Microsoft to Squeeze Windows 7 onto Netbooks

By  |  Wednesday, February 25, 2009 at 12:04 am

Windows 7At an analyst meeting in New York City today, Microsoft CEO Steve Ballmer revealed that the company was working on a low-end edition of Windows 7 that’s designed to run on netbooks. The increasingly popular budget notebooks rarely run Windows Vista, in part because that OS’s hardware requirements–formulated in the pre-netbook era–simply exceed what most 0f the low-cost machines have to offer.

Microsoft’s interest in netbooks is an acknowledgment that Windows 7 needs to compete with lower-cost solutions that come preloaded with Linux and even Windows XP. Other potential entrants, including Google’s Android OS, are also threatening Windows’ dominance.

The company’s failure to compete in the low-end market has profoundly impacted its finances. Windows client revenue recently fell 8% as a result of PC “market weakness and a continued shift to lower priced netbooks,” according to Microsoft’s second-quarter earnings release. Even so, Ballmer stated that about 90 percent of netbooks have been shipped with Windows XP, during today’s conference.

And that trend is significant: netbook sales are steadily increasing. This month IDC found that netbooks account for 30% of sales in the Europe, Middle East and Africa (EMEA) market alone.
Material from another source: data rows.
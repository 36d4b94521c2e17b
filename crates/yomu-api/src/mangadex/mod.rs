pub mod client;
pub mod error;
pub mod types;

pub use client::MangaDexClient;
pub use error::MangaDexError;
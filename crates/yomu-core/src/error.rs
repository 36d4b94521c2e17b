use thiserror::Error;

#[derive(Debug, Error)]
pub enum YomuError {
    #[error("config error: {0}")]
    Config(String),

    #[error("IO error: {0}")]
    Io(#[from] std::io::Error),
}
Outlining Microsoft’s strategy to appeal to netbook buyers, Ballmer said that Microsoft is developing a low-end version of Windows 7 designed specifically for netbooks, and will provide an upgrade path to more powerful versions of the OS. Windows 7 is designed to work well on inexpensive laptops, he said.
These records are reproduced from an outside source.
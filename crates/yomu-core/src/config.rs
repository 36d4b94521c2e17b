use std::path::{Path, PathBuf};

use directories::ProjectDirs;
use serde::{Deserialize, Serialize};
use yomu_api::traits::{CatalogQuery, FeedQuery};

use crate::error::YomuError;
use crate::normalize::Normalizer;

const DEFAULT_CONFIG: &str = include_str!("../../../config/default.toml");

/// Top-level application configuration.
#[derive(Debug, Clone, PartialEq, Serialize, Deserialize)]
pub struct AppConfig {
    pub api: ApiConfig,
    pub catalog: CatalogConfig,
    pub proxy: ProxyConfig,
}

#[derive(Debug, Clone, PartialEq, Serialize, Deserialize)]
pub struct ApiConfig {
    pub base_url: String,
    pub cover_base_url: String,
    pub placeholder_cover_url: String,
}

#[derive(Debug, Clone, PartialEq, Serialize, Deserialize)]
pub struct CatalogConfig {
    pub page_size: u32,
    pub language: String,
    pub content_ratings: Vec<String>,
    pub feed_limit: u32,
}

#[derive(Debug, Clone, PartialEq, Serialize, Deserialize)]
pub struct ProxyConfig {
    pub bind: String,
    pub port: u16,
}

impl AppConfig {
    /// Load config: user file (if exists) merged over built-in defaults.
    pub fn load() -> Result<Self, YomuError> {
        let user_path = Self::config_path();
        if user_path.exists() {
            Self::load_from(&user_path)
        } else {
            Ok(Self::default())
        }
    }

    /// Load a specific file, merged over built-in defaults.
    pub fn load_from(path: &Path) -> Result<Self, YomuError> {
        let user_str = std::fs::read_to_string(path)?;
        Self::from_toml(&user_str)
    }

    /// Parse a (possibly partial) TOML document over the built-in defaults.
    pub fn from_toml(user_str: &str) -> Result<Self, YomuError> {
        let mut merged: toml::Table =
            toml::from_str(DEFAULT_CONFIG).map_err(|e| YomuError::Config(e.to_string()))?;
        let user: toml::Table =
            toml::from_str(user_str).map_err(|e| YomuError::Config(e.to_string()))?;
        merge_tables(&mut merged, user);

        let config: AppConfig = toml::Value::Table(merged)
            .try_into()
            .map_err(|e: toml::de::Error| YomuError::Config(e.to_string()))?;
        config.validate()?;
        Ok(config)
    }

    /// Path to user config file (XDG on Linux, AppData on Windows).
    pub fn config_path() -> PathBuf {
        ProjectDirs::from("", "", "yomu")
            .map(|d| d.config_dir().join("config.toml"))
            .unwrap_or_else(|| PathBuf::from("config.toml"))
    }

    fn validate(&self) -> Result<(), YomuError> {
        for (key, value) in [
            ("api.base_url", &self.api.base_url),
            ("api.cover_base_url", &self.api.cover_base_url),
            ("api.placeholder_cover_url", &self.api.placeholder_cover_url),
        ] {
            url::Url::parse(value)
                .map_err(|e| YomuError::Config(format!("{key}: {e}")))?;
        }
        if self.catalog.page_size == 0 {
            return Err(YomuError::Config("catalog.page_size must be positive".into()));
        }
        Ok(())
    }

    /// Catalog query for a search term, using the configured fixed parameters.
    pub fn catalog_query(&self, term: &str) -> CatalogQuery {
        CatalogQuery {
            limit: self.catalog.page_size,
            translated_language: self.catalog.language.clone(),
            content_ratings: self.catalog.content_ratings.clone(),
            ..CatalogQuery::for_term(term)
        }
    }

    pub fn feed_query(&self) -> FeedQuery {
        FeedQuery {
            translated_language: self.catalog.language.clone(),
            limit: self.catalog.feed_limit,
        }
    }

    pub fn normalizer(&self) -> Normalizer {
        Normalizer::new(&self.api.cover_base_url, &self.api.placeholder_cover_url)
    }
}

impl Default for AppConfig {
    fn default() -> Self {
        toml::from_str(DEFAULT_CONFIG).expect("built-in default config is valid TOML")
    }
}

/// Recursively overlay `overlay` onto `base`; nested tables merge, other values replace.
fn merge_tables(base: &mut toml::Table, overlay: toml::Table) {
    for (key, value) in overlay {
        match value {
            toml::Value::Table(overlay_table) => {
                if let Some(toml::Value::Table(base_table)) = base.get_mut(&key) {
                    merge_tables(base_table, overlay_table);
                } else {
                    base.insert(key, toml::Value::Table(overlay_table));
                }
            }
            other => {
                base.insert(key, other);
            }
        }
    }
}

#[cfg(test)]
mod tests {
    use super::*;

    #[test]
    fn test_default_config_parses() {
        let config = AppConfig::default();
        assert_eq!(config.api.base_url, "https://api.mangadex.org");
        assert_eq!(config.catalog.page_size, 24);
        assert_eq!(config.catalog.content_ratings, vec!["safe", "suggestive"]);
        assert_eq!(config.proxy.port, 3001);
        assert!(config.validate().is_ok());
    }

    #[test]
    fn test_partial_user_file_keeps_defaults() {
        let config = AppConfig::from_toml("[proxy]\nport = 8080\n").unwrap();
        assert_eq!(config.proxy.port, 8080);
        assert_eq!(config.proxy.bind, "0.0.0.0");
        assert_eq!(config.catalog.language, "en");
    }

    #[test]
    fn test_invalid_url_is_rejected() {
        let err = AppConfig::from_toml("[api]\nbase_url = \"not a url\"\n").unwrap_err();
        assert!(err.to_string().contains("api.base_url"));
    }

    #[test]
    fn test_load_from_file() {
        let dir = tempfile::tempdir().unwrap();
        let path = dir.path().join("config.toml");
        std::fs::write(&path, "[catalog]\nlanguage = \"fr\"\n").unwrap();

        let config = AppConfig::load_from(&path).unwrap();
        assert_eq!(config.catalog.language, "fr");
        assert_eq!(config.feed_query().translated_language, "fr");
        assert_eq!(config.catalog_query("x").translated_language, "fr");
    }

    #[test]
    fn test_roundtrip() {
        let config = AppConfig::default();
        let serialized = toml::to_string_pretty(&config).unwrap();
        let deserialized = AppConfig::from_toml(&serialized).unwrap();
        assert_eq!(deserialized, config);
    }

    #[test]
    fn test_catalog_query_uses_term() {
        let config = AppConfig::default();
        assert_eq!(config.catalog_query(" berserk ").title.as_deref(), Some("berserk"));
        assert_eq!(config.catalog_query("").title, None);
        assert_eq!(config.catalog_query("").limit, 24);
    }
}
Ballmer didn’t talk about what features the Windows designed for netbooks will and won’t offer, but the company has already announced that the bargain-basement Windows 7 Starter Edition will only let users run three programs at once. My take is that Microsoft would be wise not to appreciably limit the functionality of Windows 7 on netbooks, or customers will vote with their feet, and PC manufacturers will choose another operating system that makes the most of what netbooks have to offer.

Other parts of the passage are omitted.